Dataset entries
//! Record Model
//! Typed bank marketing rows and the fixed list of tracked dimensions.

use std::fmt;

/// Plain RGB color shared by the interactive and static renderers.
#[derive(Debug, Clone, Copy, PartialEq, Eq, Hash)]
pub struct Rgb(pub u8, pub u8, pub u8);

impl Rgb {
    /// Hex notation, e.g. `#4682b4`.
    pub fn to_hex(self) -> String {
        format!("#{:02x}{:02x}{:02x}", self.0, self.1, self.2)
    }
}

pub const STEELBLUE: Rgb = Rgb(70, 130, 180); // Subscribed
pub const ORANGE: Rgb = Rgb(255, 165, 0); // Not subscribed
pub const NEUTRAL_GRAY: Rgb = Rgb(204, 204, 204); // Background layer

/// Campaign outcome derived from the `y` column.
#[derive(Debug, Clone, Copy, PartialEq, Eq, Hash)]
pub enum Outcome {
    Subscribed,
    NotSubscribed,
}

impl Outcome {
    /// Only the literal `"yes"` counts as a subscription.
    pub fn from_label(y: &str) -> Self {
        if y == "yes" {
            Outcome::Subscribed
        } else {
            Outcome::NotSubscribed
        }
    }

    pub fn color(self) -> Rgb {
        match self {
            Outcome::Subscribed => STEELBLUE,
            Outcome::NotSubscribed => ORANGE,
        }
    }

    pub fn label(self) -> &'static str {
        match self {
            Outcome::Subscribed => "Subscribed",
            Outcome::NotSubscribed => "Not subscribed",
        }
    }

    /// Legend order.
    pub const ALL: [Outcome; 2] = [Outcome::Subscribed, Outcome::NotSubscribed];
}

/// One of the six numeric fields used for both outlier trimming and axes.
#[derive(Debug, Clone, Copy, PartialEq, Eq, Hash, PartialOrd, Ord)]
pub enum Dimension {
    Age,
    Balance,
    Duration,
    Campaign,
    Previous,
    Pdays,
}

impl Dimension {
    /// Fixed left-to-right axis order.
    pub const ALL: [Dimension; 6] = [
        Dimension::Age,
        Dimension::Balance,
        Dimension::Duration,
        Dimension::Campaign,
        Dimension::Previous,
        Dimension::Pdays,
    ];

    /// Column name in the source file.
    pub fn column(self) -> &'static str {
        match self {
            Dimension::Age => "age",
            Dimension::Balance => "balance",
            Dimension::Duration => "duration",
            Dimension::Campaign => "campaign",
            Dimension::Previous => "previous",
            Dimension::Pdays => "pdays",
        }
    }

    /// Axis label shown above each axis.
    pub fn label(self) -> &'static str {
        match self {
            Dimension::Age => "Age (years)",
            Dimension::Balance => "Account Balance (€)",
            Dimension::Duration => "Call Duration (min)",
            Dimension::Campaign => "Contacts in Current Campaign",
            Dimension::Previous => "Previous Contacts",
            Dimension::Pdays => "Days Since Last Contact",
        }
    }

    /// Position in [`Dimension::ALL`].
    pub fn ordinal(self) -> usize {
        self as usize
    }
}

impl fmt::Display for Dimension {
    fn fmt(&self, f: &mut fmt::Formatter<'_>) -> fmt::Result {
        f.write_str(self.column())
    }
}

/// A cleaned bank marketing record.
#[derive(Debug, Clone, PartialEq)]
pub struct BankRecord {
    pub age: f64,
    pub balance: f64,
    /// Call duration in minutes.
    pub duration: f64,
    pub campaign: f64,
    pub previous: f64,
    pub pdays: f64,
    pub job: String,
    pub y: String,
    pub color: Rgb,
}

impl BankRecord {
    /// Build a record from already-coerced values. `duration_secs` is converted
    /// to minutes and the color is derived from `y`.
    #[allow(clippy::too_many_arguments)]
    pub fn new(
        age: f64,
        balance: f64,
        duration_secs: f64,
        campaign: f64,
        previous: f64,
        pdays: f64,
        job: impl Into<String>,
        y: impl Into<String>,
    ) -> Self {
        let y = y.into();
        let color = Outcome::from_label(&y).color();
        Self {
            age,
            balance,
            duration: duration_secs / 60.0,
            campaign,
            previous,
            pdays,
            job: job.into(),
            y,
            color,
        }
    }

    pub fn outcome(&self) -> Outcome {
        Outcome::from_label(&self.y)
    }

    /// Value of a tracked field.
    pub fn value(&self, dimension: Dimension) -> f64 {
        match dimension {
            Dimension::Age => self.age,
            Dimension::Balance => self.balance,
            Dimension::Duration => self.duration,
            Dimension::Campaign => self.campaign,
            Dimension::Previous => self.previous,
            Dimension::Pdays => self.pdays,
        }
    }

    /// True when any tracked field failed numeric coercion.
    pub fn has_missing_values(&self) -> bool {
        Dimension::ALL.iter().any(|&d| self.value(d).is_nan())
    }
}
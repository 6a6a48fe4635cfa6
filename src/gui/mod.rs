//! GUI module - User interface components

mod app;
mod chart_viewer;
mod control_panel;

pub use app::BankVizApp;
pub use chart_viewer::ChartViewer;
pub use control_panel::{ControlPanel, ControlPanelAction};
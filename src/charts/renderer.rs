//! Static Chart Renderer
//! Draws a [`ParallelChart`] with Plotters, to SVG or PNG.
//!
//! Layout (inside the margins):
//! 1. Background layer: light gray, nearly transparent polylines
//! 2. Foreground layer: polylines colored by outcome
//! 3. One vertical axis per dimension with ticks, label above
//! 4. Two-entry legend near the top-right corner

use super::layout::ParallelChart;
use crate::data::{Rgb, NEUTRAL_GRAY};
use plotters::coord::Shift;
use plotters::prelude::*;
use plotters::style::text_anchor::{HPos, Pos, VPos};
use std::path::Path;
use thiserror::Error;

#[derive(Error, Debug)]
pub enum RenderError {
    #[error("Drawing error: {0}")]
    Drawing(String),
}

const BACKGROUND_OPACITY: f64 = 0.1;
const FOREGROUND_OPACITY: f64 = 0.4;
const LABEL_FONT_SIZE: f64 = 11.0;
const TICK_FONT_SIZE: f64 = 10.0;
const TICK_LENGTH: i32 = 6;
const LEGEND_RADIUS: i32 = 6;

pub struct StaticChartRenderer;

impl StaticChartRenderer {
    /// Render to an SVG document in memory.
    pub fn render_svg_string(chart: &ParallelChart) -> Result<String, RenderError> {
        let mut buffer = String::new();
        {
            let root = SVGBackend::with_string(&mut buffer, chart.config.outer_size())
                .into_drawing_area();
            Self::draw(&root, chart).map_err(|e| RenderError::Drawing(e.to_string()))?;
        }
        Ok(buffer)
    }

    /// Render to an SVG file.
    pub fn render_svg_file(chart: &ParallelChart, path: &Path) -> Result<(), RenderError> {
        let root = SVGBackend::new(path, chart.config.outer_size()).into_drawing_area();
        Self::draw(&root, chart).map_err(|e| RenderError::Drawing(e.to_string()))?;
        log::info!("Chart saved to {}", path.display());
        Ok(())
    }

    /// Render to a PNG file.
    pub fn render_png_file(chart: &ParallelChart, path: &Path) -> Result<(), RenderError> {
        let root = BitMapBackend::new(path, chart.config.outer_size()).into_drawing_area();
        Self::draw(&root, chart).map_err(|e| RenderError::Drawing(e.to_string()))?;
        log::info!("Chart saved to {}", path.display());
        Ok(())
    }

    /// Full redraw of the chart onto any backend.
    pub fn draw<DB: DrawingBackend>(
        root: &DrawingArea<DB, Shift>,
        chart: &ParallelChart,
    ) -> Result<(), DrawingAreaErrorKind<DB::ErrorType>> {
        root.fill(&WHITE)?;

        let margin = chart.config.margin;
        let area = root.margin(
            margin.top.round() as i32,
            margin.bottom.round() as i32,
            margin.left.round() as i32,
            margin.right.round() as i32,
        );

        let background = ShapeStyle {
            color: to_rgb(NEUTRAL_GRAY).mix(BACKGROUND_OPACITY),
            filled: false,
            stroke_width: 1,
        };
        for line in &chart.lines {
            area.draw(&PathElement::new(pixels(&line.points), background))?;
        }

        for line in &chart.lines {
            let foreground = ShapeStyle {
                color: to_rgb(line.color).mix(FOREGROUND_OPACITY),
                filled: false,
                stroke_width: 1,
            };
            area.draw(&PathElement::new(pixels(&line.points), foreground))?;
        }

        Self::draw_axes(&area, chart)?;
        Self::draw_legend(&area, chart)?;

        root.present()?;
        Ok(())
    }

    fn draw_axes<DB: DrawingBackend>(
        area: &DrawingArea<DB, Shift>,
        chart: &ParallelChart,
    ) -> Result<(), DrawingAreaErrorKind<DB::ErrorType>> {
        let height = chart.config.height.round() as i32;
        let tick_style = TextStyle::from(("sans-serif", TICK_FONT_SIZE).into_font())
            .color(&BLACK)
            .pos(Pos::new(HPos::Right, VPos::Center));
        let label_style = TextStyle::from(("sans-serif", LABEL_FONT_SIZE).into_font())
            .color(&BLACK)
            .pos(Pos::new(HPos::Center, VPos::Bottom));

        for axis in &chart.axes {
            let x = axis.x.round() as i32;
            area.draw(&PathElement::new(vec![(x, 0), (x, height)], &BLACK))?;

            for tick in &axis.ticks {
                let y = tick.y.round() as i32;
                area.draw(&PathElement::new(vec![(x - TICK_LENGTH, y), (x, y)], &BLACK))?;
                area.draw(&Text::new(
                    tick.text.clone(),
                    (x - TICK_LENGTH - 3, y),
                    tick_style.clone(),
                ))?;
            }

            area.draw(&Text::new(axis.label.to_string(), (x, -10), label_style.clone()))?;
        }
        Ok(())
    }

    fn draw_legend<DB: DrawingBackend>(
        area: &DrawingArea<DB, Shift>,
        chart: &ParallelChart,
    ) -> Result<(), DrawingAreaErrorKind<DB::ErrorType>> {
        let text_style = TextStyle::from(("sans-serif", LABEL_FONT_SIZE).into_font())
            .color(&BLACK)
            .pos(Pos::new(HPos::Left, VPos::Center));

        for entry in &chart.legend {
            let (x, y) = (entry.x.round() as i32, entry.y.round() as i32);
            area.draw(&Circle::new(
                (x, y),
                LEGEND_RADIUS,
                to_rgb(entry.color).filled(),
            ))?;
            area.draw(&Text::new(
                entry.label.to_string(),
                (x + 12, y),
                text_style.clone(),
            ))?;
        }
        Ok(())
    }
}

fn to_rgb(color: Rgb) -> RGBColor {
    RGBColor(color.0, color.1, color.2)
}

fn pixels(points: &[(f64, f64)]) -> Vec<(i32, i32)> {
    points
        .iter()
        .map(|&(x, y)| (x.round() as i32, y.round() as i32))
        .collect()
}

...

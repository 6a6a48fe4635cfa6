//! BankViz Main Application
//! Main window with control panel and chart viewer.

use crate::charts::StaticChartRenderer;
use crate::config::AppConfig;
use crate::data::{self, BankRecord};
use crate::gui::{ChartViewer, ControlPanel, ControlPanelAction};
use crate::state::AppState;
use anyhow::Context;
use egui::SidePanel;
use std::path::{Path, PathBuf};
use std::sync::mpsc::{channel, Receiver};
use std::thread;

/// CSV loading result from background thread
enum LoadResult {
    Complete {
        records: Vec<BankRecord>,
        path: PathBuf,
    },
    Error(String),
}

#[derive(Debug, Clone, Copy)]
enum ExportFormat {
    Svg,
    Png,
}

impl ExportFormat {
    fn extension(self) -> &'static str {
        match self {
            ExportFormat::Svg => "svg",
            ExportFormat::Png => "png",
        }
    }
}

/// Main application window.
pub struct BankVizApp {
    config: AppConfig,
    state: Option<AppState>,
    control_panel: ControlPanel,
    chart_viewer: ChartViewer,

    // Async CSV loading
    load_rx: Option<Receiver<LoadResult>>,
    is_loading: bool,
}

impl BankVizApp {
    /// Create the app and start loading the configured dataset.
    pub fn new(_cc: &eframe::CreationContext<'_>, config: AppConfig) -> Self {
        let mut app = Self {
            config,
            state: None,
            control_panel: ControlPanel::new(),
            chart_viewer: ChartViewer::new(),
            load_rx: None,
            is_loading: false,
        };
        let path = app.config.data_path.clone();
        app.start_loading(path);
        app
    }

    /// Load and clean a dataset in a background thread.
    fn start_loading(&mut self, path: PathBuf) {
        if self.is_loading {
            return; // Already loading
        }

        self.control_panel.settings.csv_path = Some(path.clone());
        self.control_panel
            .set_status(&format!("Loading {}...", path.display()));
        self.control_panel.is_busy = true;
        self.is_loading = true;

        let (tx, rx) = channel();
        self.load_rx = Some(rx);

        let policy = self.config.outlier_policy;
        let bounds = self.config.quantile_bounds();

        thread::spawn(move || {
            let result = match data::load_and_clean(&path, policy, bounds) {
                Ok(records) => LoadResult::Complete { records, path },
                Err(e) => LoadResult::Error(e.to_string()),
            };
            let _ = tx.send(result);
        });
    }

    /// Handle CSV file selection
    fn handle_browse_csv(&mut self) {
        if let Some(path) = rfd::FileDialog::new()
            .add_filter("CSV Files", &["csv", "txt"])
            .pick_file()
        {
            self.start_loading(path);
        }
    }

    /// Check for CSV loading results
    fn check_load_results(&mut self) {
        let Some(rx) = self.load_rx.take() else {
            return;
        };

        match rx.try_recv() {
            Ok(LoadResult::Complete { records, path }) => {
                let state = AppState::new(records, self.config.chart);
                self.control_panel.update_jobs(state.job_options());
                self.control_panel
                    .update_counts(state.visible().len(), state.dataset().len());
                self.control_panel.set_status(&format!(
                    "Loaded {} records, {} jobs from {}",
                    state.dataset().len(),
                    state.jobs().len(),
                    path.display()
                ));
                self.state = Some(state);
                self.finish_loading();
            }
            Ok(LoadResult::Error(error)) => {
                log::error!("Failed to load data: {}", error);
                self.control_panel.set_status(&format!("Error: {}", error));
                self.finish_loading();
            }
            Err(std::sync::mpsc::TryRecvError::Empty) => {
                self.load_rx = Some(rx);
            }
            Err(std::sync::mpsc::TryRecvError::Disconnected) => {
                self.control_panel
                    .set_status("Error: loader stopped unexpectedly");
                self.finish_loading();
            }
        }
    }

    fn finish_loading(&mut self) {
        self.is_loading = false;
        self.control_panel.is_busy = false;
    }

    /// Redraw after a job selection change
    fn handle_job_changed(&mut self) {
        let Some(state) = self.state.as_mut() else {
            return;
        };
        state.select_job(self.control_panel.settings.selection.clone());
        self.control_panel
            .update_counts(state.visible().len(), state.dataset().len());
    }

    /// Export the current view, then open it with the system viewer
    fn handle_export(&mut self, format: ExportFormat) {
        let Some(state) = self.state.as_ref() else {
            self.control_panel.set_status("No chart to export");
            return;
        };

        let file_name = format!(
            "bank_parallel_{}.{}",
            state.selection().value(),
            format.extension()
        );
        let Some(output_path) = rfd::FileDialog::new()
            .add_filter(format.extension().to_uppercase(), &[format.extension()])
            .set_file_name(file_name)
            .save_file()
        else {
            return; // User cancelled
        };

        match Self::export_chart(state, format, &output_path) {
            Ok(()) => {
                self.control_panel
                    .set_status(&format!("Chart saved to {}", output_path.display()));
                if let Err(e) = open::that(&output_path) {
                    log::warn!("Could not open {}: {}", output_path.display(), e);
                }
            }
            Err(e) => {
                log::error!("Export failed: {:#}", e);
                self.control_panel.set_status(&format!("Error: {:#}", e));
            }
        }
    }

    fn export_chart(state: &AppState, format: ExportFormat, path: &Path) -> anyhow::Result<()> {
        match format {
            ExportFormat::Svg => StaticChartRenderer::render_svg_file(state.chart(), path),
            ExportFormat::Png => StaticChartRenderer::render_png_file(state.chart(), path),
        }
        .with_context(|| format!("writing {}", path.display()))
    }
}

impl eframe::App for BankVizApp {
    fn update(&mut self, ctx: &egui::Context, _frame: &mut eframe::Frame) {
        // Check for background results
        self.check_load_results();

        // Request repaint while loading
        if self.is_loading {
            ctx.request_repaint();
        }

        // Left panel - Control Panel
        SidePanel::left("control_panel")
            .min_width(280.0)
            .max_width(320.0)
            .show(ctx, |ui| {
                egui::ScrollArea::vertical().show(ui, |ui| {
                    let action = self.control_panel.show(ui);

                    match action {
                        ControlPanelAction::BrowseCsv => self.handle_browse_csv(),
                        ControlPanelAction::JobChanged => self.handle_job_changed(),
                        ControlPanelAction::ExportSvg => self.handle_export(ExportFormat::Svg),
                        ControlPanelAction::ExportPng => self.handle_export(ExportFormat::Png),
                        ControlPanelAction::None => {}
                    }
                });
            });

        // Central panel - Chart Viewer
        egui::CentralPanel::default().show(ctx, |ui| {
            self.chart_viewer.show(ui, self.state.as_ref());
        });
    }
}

--

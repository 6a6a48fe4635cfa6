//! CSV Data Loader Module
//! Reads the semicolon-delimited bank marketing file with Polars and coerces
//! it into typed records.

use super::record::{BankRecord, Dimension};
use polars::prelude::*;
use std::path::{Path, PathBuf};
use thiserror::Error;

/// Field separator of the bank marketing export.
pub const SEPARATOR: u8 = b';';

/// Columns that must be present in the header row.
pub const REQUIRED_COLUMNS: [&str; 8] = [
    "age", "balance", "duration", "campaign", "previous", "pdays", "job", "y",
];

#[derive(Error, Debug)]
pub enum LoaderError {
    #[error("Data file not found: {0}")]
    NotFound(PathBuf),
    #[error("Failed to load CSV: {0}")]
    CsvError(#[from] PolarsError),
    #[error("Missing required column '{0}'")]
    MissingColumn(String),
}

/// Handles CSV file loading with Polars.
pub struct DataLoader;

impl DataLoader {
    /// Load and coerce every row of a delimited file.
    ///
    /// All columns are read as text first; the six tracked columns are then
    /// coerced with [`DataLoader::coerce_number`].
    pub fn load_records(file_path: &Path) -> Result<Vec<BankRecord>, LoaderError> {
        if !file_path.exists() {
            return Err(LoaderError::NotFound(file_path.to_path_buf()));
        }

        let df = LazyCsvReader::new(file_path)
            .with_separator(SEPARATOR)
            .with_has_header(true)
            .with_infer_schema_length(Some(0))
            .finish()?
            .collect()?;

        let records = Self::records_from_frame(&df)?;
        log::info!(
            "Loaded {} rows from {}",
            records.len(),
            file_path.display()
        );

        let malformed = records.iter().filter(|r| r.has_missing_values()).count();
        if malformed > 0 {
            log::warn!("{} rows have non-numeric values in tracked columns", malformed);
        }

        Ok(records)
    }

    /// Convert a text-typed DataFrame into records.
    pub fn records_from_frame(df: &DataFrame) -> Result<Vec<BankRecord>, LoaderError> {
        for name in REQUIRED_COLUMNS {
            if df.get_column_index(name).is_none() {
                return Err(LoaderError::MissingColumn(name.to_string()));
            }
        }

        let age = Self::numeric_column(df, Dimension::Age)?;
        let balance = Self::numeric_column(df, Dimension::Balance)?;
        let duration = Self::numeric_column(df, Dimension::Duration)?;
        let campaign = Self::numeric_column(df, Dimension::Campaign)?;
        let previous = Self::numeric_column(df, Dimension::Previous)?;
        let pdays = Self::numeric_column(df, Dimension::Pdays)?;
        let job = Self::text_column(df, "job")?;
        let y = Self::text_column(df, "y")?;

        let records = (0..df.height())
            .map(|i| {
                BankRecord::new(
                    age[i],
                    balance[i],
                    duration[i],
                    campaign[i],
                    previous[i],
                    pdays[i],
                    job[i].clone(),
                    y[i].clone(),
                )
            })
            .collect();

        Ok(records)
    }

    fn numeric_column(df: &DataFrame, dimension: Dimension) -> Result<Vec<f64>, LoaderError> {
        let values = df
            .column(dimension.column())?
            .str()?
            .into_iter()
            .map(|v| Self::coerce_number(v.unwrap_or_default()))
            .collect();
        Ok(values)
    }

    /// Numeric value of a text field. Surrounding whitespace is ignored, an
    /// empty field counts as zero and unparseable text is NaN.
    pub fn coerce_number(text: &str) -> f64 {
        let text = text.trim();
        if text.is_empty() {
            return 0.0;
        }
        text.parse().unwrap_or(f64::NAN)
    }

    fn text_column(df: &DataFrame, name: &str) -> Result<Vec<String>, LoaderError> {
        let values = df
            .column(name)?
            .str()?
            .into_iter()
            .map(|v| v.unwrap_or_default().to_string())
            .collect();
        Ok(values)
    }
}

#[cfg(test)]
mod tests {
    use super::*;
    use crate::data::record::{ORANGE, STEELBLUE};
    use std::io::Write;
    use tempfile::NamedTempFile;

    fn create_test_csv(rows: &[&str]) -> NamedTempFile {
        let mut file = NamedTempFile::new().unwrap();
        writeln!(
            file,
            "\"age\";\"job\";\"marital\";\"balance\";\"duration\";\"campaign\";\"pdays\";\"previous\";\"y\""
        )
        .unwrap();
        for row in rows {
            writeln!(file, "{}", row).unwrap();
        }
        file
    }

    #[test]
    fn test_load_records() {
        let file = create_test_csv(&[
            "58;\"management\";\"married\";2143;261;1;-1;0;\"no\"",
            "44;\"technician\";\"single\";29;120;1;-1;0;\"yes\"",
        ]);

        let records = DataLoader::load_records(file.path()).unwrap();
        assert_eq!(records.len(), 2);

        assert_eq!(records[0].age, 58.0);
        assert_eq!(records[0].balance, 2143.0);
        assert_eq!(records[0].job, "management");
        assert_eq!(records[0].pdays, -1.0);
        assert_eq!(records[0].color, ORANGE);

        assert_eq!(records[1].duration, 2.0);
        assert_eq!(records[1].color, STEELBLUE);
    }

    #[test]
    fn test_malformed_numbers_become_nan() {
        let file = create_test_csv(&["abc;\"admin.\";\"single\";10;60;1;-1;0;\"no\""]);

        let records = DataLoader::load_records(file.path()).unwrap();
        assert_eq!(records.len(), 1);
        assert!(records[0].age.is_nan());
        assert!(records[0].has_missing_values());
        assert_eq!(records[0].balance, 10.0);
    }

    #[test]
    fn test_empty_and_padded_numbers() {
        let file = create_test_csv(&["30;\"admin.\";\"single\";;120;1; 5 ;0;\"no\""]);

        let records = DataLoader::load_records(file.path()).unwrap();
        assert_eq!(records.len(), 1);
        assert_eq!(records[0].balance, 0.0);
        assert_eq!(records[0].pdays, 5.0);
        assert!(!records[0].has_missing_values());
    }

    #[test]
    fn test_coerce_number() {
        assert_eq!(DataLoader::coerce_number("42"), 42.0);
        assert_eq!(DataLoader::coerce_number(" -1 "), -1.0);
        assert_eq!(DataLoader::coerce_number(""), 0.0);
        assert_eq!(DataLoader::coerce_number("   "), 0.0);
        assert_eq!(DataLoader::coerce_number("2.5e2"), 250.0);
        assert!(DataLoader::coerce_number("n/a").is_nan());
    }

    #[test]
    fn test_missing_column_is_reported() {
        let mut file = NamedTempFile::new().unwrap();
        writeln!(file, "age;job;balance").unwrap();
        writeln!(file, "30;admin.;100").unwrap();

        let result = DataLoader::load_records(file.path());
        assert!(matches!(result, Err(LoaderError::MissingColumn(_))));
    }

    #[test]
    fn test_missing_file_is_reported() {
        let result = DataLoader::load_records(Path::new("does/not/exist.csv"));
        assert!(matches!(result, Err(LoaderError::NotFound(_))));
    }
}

Task description
Please reproduce the lines from the line with "(x, -10), label_style.clone()))?;" to the line with "for entry in", both ends included, exactly as they appear above.

The completed task
            area.draw(&Text::new(axis.label.to_string(), (x, -10), label_style.clone()))?;
        }
        Ok(())
    }

    fn draw_legend<DB: DrawingBackend>(
        area: &DrawingArea<DB, Shift>,
        chart: &ParallelChart,
    ) -> Result<(), DrawingAreaErrorKind<DB::ErrorType>> {
        let text_style = TextStyle::from(("sans-serif", LABEL_FONT_SIZE).into_font())
            .color(&BLACK)
            .pos(Pos::new(HPos::Left, VPos::Center));

        for entry in &chart.legend {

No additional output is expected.